According to the Court of Appeal, the ‘turning point’, as stated by the applicant, had been the moment when, after an unsuccessful operation in 1986, she had realised that she was infertile. The Court of Appeal quoted the following passage from the expert opinion of 1991:

“The recognition that he was infertile is a decisive factor confirming the subsequent transsexual development.”

It continued in the following terms:

“Fully aware of this position, the plaintiff concluded for herself: “If you cannot have children, you are not a man”, and as a consequence she went one step further and wanted to be a woman from then on. She had never otherwise felt that she was, or that she had to become, a woman, but was merely making a statement that she could do without a penis and still have satisfying relations with his [sic] wife (...) Doing without the one is not the same as an irresistible desire for the other. In furtherance of the self-imposed goal of wishing to be a woman, from December 1986 she took - without medical advice, assistance or instruction - female hormones (...).

That was deliberate. Having recognised - no doubt painfully - that she could not have children, she decided to distance herself from her past as a man ...  It was this deliberate act of self-medication that led the plaintiff ever more to her decision that she wanted to be a woman and to look like one, although it was biologically impossible. This was based on her limited preparedness or ability to reflect critically (...) but was faultily deliberate because the plaintiff was at all events at that stage in a position to see what the consequences of her "self-medication" would be, and to act accordingly.

...” 

On 25 October 1996 the Federal Constitutional Court refused to admit the applicant’s constitutional complaint.

COMPLAINTS

The applicant complains about the German court decisions refusing her claims for reimbursement of gender reassignment measures and also of the proceedings concerned.
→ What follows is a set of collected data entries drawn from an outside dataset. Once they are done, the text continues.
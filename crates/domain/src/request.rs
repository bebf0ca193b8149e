//! Unvalidated create and update payloads and their validation.
//!
//! Fields the caller may omit are `Option` here even when the entity requires
//! them, so a missing value is reported as an argument error instead of a
//! decoding failure.

use common::{CompanyChanges, CompanyError, CompanyId, CompanyType, NewCompany, Result};
use serde::Deserialize;

/// Payload for creating a company.
#[derive(Debug, Clone, Default, PartialEq, Eq, Deserialize)]
pub struct CreateCompanyRequest {
    pub name: Option<String>,
    pub description: Option<String>,
    pub amount_of_employees: Option<i64>,
    pub registered: Option<bool>,
    #[serde(rename = "type")]
    pub company_type: Option<String>,
}

impl CreateCompanyRequest {
    /// Checks required fields first, then the company type.
    pub fn validate(self) -> Result<NewCompany> {
        let name = required_name(self.name)?;
        let amount_of_employees = employee_count(
            self.amount_of_employees
                .ok_or_else(|| CompanyError::invalid_argument("amount_of_employees is required"))?,
        )?;
        let registered = self
            .registered
            .ok_or_else(|| CompanyError::invalid_argument("registered is required"))?;
        let company_type = self
            .company_type
            .ok_or_else(|| CompanyError::invalid_argument("type is required"))?;

        Ok(NewCompany {
            name,
            description: self.description,
            amount_of_employees,
            registered,
            company_type: company_type.parse::<CompanyType>()?,
        })
    }
}

/// Partial update payload. Absent fields keep their stored value.
#[derive(Debug, Clone, Default, PartialEq, Eq, Deserialize)]
pub struct UpdateCompanyRequest {
    /// Optional identity echoed by the client; must match the target if set.
    pub id: Option<CompanyId>,
    pub name: Option<String>,
    pub description: Option<String>,
    pub amount_of_employees: Option<i64>,
    pub registered: Option<bool>,
    #[serde(rename = "type")]
    pub company_type: Option<String>,
}

impl UpdateCompanyRequest {
    /// Validates the fields that are present for an update of `target`.
    ///
    /// A request that changes nothing is rejected unless it names another
    /// identity, which the store reports as a mismatch. The type is only
    /// checked when supplied.
    pub fn validate(self, target: CompanyId) -> Result<CompanyChanges> {
        let changes = CompanyChanges {
            id: self.id,
            name: self.name.map(|name| required_name(Some(name))).transpose()?,
            description: self.description,
            amount_of_employees: self.amount_of_employees.map(employee_count).transpose()?,
            registered: self.registered,
            company_type: self
                .company_type
                .map(|raw| raw.parse::<CompanyType>())
                .transpose()?,
        };

        if changes.is_empty() && !changes.conflicts_with(target) {
            return Err(CompanyError::invalid_argument("no fields to update"));
        }
        Ok(changes)
    }
}

fn required_name(name: Option<String>) -> Result<String> {
    match name {
        Some(name) if !name.trim().is_empty() => Ok(name),
        _ => Err(CompanyError::invalid_argument("name is required")),
    }
}

fn employee_count(raw: i64) -> Result<u32> {
    if raw < 0 {
        return Err(CompanyError::invalid_argument(
            "amount_of_employees must not be negative",
        ));
    }
    u32::try_from(raw)
        .map_err(|_| CompanyError::invalid_argument("amount_of_employees is too large"))
}

#[cfg(test)]
mod tests {
    use super::*;

    fn acme() -> CreateCompanyRequest {
        CreateCompanyRequest {
            name: Some("Acme".to_string()),
            description: Some("anvils".to_string()),
            amount_of_employees: Some(5),
            registered: Some(true),
            company_type: Some("Corporation".to_string()),
        }
    }

    #[test]
    fn valid_create_request_becomes_new_company() {
        let company = acme().validate().unwrap();

        assert_eq!(company.name, "Acme");
        assert_eq!(company.description.as_deref(), Some("anvils"));
        assert_eq!(company.amount_of_employees, 5);
        assert!(company.registered);
        assert_eq!(company.company_type, CompanyType::Corporation);
    }

    #[test]
    fn missing_required_fields_are_invalid_arguments() {
        let cases = [
            CreateCompanyRequest { name: None, ..acme() },
            CreateCompanyRequest {
                name: Some("   ".to_string()),
                ..acme()
            },
            CreateCompanyRequest {
                amount_of_employees: None,
                ..acme()
            },
            CreateCompanyRequest {
                amount_of_employees: Some(-1),
                ..acme()
            },
            CreateCompanyRequest {
                registered: None,
                ..acme()
            },
            CreateCompanyRequest {
                company_type: None,
                ..acme()
            },
        ];

        for request in cases {
            let err = request.clone().validate().unwrap_err();
            assert!(
                matches!(err, CompanyError::InvalidArgument(_)),
                "{request:?} gave {err:?}"
            );
        }
    }

    #[test]
    fn required_fields_are_checked_before_type() {
        let request = CreateCompanyRequest {
            registered: None,
            company_type: Some("Guild".to_string()),
            ..acme()
        };

        assert_eq!(
            request.validate(),
            Err(CompanyError::invalid_argument("registered is required"))
        );
    }

    #[test]
    fn unknown_type_is_invalid_type() {
        let request = CreateCompanyRequest {
            company_type: Some("Guild".to_string()),
            ..acme()
        };

        assert_eq!(
            request.validate(),
            Err(CompanyError::InvalidType("Guild".to_string()))
        );
    }

    #[test]
    fn employee_count_beyond_u32_is_rejected() {
        let request = CreateCompanyRequest {
            amount_of_employees: Some(i64::from(u32::MAX) + 1),
            ..acme()
        };

        assert!(matches!(
            request.validate(),
            Err(CompanyError::InvalidArgument(_))
        ));
    }

    #[test]
    fn create_request_decodes_wire_names() {
        let request: CreateCompanyRequest = serde_json::from_value(serde_json::json!({
            "name": "Acme",
            "amount_of_employees": 3,
            "registered": false,
            "type": "Sole Proprietorship"
        }))
        .unwrap();

        let company = request.validate().unwrap();
        assert_eq!(company.company_type, CompanyType::SoleProprietorship);
        assert!(!company.registered);
        assert_eq!(company.description, None);
    }

    #[test]
    fn update_keeps_only_present_fields() {
        let changes = UpdateCompanyRequest {
            amount_of_employees: Some(12),
            company_type: Some("NonProfit".to_string()),
            ..Default::default()
        }
        .validate(CompanyId::new())
        .unwrap();

        assert_eq!(changes.amount_of_employees, Some(12));
        assert_eq!(changes.company_type, Some(CompanyType::NonProfit));
        assert_eq!(changes.name, None);
        assert_eq!(changes.registered, None);
    }

    #[test]
    fn empty_update_is_rejected() {
        let target = CompanyId::new();
        assert_eq!(
            UpdateCompanyRequest::default().validate(target),
            Err(CompanyError::invalid_argument("no fields to update"))
        );

        for id in [target, CompanyId::nil()] {
            let same_id = UpdateCompanyRequest {
                id: Some(id),
                ..Default::default()
            };
            assert!(matches!(
                same_id.validate(target),
                Err(CompanyError::InvalidArgument(_))
            ));
        }
    }

    #[test]
    fn foreign_id_alone_is_left_for_the_store() {
        let other = CompanyId::new();
        let changes = UpdateCompanyRequest {
            id: Some(other),
            ..Default::default()
        }
        .validate(CompanyId::new())
        .unwrap();

        assert_eq!(changes.id, Some(other));
        assert!(changes.is_empty());
    }

    #[test]
    fn update_validates_present_fields() {
        let blank_name = UpdateCompanyRequest {
            name: Some(String::new()),
            ..Default::default()
        };
        assert!(matches!(
            blank_name.validate(CompanyId::new()),
            Err(CompanyError::InvalidArgument(_))
        ));

        let negative = UpdateCompanyRequest {
            amount_of_employees: Some(-4),
            ..Default::default()
        };
        assert!(matches!(
            negative.validate(CompanyId::new()),
            Err(CompanyError::InvalidArgument(_))
        ));

        let bad_type = UpdateCompanyRequest {
            company_type: Some("Guild".to_string()),
            ..Default::default()
        };
        assert_eq!(
            bad_type.validate(CompanyId::new()),
            Err(CompanyError::InvalidType("Guild".to_string()))
        );
    }
}
//! Behaviour of the background publisher against controllable sinks.

use std::sync::Arc;
use std::sync::atomic::{AtomicUsize, Ordering};
use std::time::{Duration, Instant};

use async_trait::async_trait;
use common::CompanyId;
use events::{
    BackgroundPublisher, Event, EventPublisher, EventSink, PublisherConfig, Shutdown, SinkError,
};

/// Sink that sleeps, optionally fails the first few attempts, and counts.
#[derive(Clone, Default)]
struct CountingSink {
    delay: Duration,
    failures_before_success: usize,
    attempts: Arc<AtomicUsize>,
    delivered: Arc<AtomicUsize>,
    closed: Arc<AtomicUsize>,
}

impl CountingSink {
    fn with_delay(delay: Duration) -> Self {
        Self {
            delay,
            ..Default::default()
        }
    }

    fn delivered(&self) -> usize {
        self.delivered.load(Ordering::SeqCst)
    }

    fn attempts(&self) -> usize {
        self.attempts.load(Ordering::SeqCst)
    }
}

#[async_trait]
impl EventSink for CountingSink {
    async fn deliver(&self, _event: &Event) -> Result<(), SinkError> {
        let attempt = self.attempts.fetch_add(1, Ordering::SeqCst);
        tokio::time::sleep(self.delay).await;
        if attempt < self.failures_before_success {
            return Err(SinkError::Rejected {
                status: 503,
                body: "try later".to_string(),
            });
        }
        self.delivered.fetch_add(1, Ordering::SeqCst);
        Ok(())
    }

    async fn close(&self) -> Result<(), SinkError> {
        self.closed.fetch_add(1, Ordering::SeqCst);
        Ok(())
    }
}

/// Sink whose deliveries never complete.
struct HangingSink;

#[async_trait]
impl EventSink for HangingSink {
    async fn deliver(&self, _event: &Event) -> Result<(), SinkError> {
        std::future::pending::<()>().await;
        Ok(())
    }
}

fn publisher<K: EventSink>(sink: K, config: PublisherConfig) -> BackgroundPublisher<K> {
    BackgroundPublisher::new(sink, config, Shutdown::new())
}

fn event() -> Event {
    Event::deleted(CompanyId::new())
}

#[tokio::test]
async fn publish_returns_before_slow_delivery_finishes() {
    let sink = CountingSink::with_delay(Duration::from_secs(2));
    let publisher = publisher(sink.clone(), PublisherConfig::default());

    let start = Instant::now();
    publisher.publish(event());
    let elapsed = start.elapsed();

    assert!(elapsed < Duration::from_millis(50), "publish took {elapsed:?}");
    assert_eq!(publisher.in_flight(), 1);
    assert_eq!(sink.delivered(), 0);
}

#[tokio::test]
async fn close_waits_for_every_accepted_event() {
    let sink = CountingSink::with_delay(Duration::from_millis(20));
    let publisher = publisher(
        sink.clone(),
        PublisherConfig {
            max_concurrency: 8,
            ..Default::default()
        },
    );

    for _ in 0..50 {
        publisher.publish(event());
    }
    publisher.close().await;

    assert_eq!(sink.delivered(), 50);
    assert_eq!(publisher.in_flight(), 0);
    assert_eq!(sink.closed.load(Ordering::SeqCst), 1);
}

#[tokio::test]
async fn publish_after_close_is_discarded() {
    let sink = CountingSink::default();
    let publisher = publisher(sink.clone(), PublisherConfig::default());
    publisher.close().await;

    publisher.publish(event());
    tokio::time::sleep(Duration::from_millis(20)).await;

    assert!(publisher.is_closed());
    assert_eq!(sink.attempts(), 0);
    assert_eq!(publisher.in_flight(), 0);
}

#[tokio::test]
async fn second_close_is_harmless() {
    let sink = CountingSink::default();
    let publisher = publisher(sink.clone(), PublisherConfig::default());

    publisher.publish(event());
    publisher.close().await;
    publisher.close().await;

    assert_eq!(sink.delivered(), 1);
    assert_eq!(sink.closed.load(Ordering::SeqCst), 1);
}

#[tokio::test]
async fn hanging_sink_is_bounded_by_delivery_timeout() {
    let publisher = publisher(
        HangingSink,
        PublisherConfig {
            delivery_timeout: Duration::from_millis(50),
            ..Default::default()
        },
    );

    publisher.publish(event());
    publisher.publish(event());

    tokio::time::timeout(Duration::from_secs(2), publisher.close())
        .await
        .expect("close must not hang on an unreachable sink");
    assert_eq!(publisher.in_flight(), 0);
}

#[tokio::test]
async fn drain_timeout_cancels_remaining_deliveries() {
    let shutdown = Shutdown::new();
    let publisher = BackgroundPublisher::new(
        HangingSink,
        PublisherConfig {
            delivery_timeout: Duration::from_secs(60),
            drain_timeout: Duration::from_millis(50),
            ..Default::default()
        },
        shutdown.clone(),
    );

    publisher.publish(event());

    tokio::time::timeout(Duration::from_secs(2), publisher.close())
        .await
        .expect("close must give up after the drain timeout");
    assert!(shutdown.is_triggered());
    assert_eq!(publisher.in_flight(), 0);
}

#[tokio::test]
async fn external_shutdown_tears_down_in_flight_deliveries() {
    let shutdown = Shutdown::new();
    let publisher = BackgroundPublisher::new(
        HangingSink,
        PublisherConfig {
            delivery_timeout: Duration::from_secs(60),
            ..Default::default()
        },
        shutdown.clone(),
    );

    publisher.publish(event());
    publisher.publish(event());
    shutdown.trigger();

    tokio::time::timeout(Duration::from_secs(1), async {
        while publisher.in_flight() > 0 {
            tokio::time::sleep(Duration::from_millis(5)).await;
        }
    })
    .await
    .expect("deliveries should stop once shutdown fires");
}

#[tokio::test]
async fn backlog_beyond_max_pending_is_dropped() {
    let publisher = publisher(
        HangingSink,
        PublisherConfig {
            max_pending: 2,
            delivery_timeout: Duration::from_millis(100),
            ..Default::default()
        },
    );

    for _ in 0..5 {
        publisher.publish(event());
    }

    assert_eq!(publisher.in_flight(), 2);
    publisher.close().await;
}

#[tokio::test]
async fn concurrency_is_capped_by_max_concurrency() {
    let sink = CountingSink::with_delay(Duration::from_millis(100));
    let publisher = publisher(
        sink.clone(),
        PublisherConfig {
            max_concurrency: 2,
            ..Default::default()
        },
    );

    for _ in 0..6 {
        publisher.publish(event());
    }
    tokio::time::sleep(Duration::from_millis(30)).await;

    assert_eq!(sink.attempts(), 2);
    publisher.close().await;
    assert_eq!(sink.delivered(), 6);
}

#[tokio::test]
async fn failed_attempts_are_retried_up_to_max_attempts() {
    let sink = CountingSink {
        failures_before_success: 1,
        ..Default::default()
    };
    let publisher = publisher(
        sink.clone(),
        PublisherConfig {
            max_attempts: 2,
            retry_backoff: Duration::from_millis(1),
            ..Default::default()
        },
    );

    publisher.publish(event());
    publisher.close().await;

    assert_eq!(sink.attempts(), 2);
    assert_eq!(sink.delivered(), 1);
}

#[tokio::test]
async fn single_attempt_failure_is_terminal() {
    let sink = CountingSink {
        failures_before_success: 1,
        ..Default::default()
    };
    let publisher = publisher(sink.clone(), PublisherConfig::default());

    publisher.publish(event());
    publisher.close().await;

    assert_eq!(sink.attempts(), 1);
    assert_eq!(sink.delivered(), 0);
}

#[tokio::test(flavor = "multi_thread", worker_threads = 4)]
async fn close_racing_with_publishers_never_leaves_work_behind() {
    let sink = CountingSink::with_delay(Duration::from_millis(1));
    let publisher = Arc::new(publisher(sink.clone(), PublisherConfig::default()));

    let mut tasks = Vec::new();
    for _ in 0..4 {
        let publisher = Arc::clone(&publisher);
        tasks.push(tokio::spawn(async move {
            for _ in 0..100 {
                publisher.publish(event());
                tokio::task::yield_now().await;
            }
        }));
    }

    tokio::time::sleep(Duration::from_millis(5)).await;
    publisher.close().await;
    let delivered_at_close = sink.delivered();

    for task in tasks {
        task.await.unwrap();
    }
    tokio::time::sleep(Duration::from_millis(20)).await;

    assert_eq!(publisher.in_flight(), 0);
    assert_eq!(sink.delivered(), delivered_at_close);
    assert_eq!(sink.attempts(), delivered_at_close);
}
She submits that the courts did not duly consider the context of the proceedings for changing her forenames and that references to the respective expert opinions were partly wrong. In particular, the Court of Appeal arbitrarily reasoned that she had herself deliberately caused her transsexuality, ignoring her requests to hear the psychiatric experts involved in these and the previous court proceedings.

Moreover, the Court of Appeal had referred to personal details of her curriculum vitae, as stated in the files concerning the proceedings to change her forenames, without considering them in their proper context.

The applicant also considers that the Court of Appeal had discriminated against her as a male to female transsexual, when arguing that having recognised that she could not have children, she decided to become a woman.

She invokes Articles 6 § 1, 8, 13 and 14 of the Convention.

THE LAW

1. The applicant complains about the alleged unfairness of German court proceedings concerning her claims for reimbursement of medical expenses against a private health insurance company. She invokes Article 6 § 1 of the Convention, which, as far as relevant, reads as follows:

“In the determination of his civil rights and obligations ..., everyone is entitled to a fair ... hearing ... by [a] ... tribunal...”

The Government contend that the proceedings as a whole were fair. In their view, the applicant had the possibility to put forward all relevant arguments and to adduce evidence.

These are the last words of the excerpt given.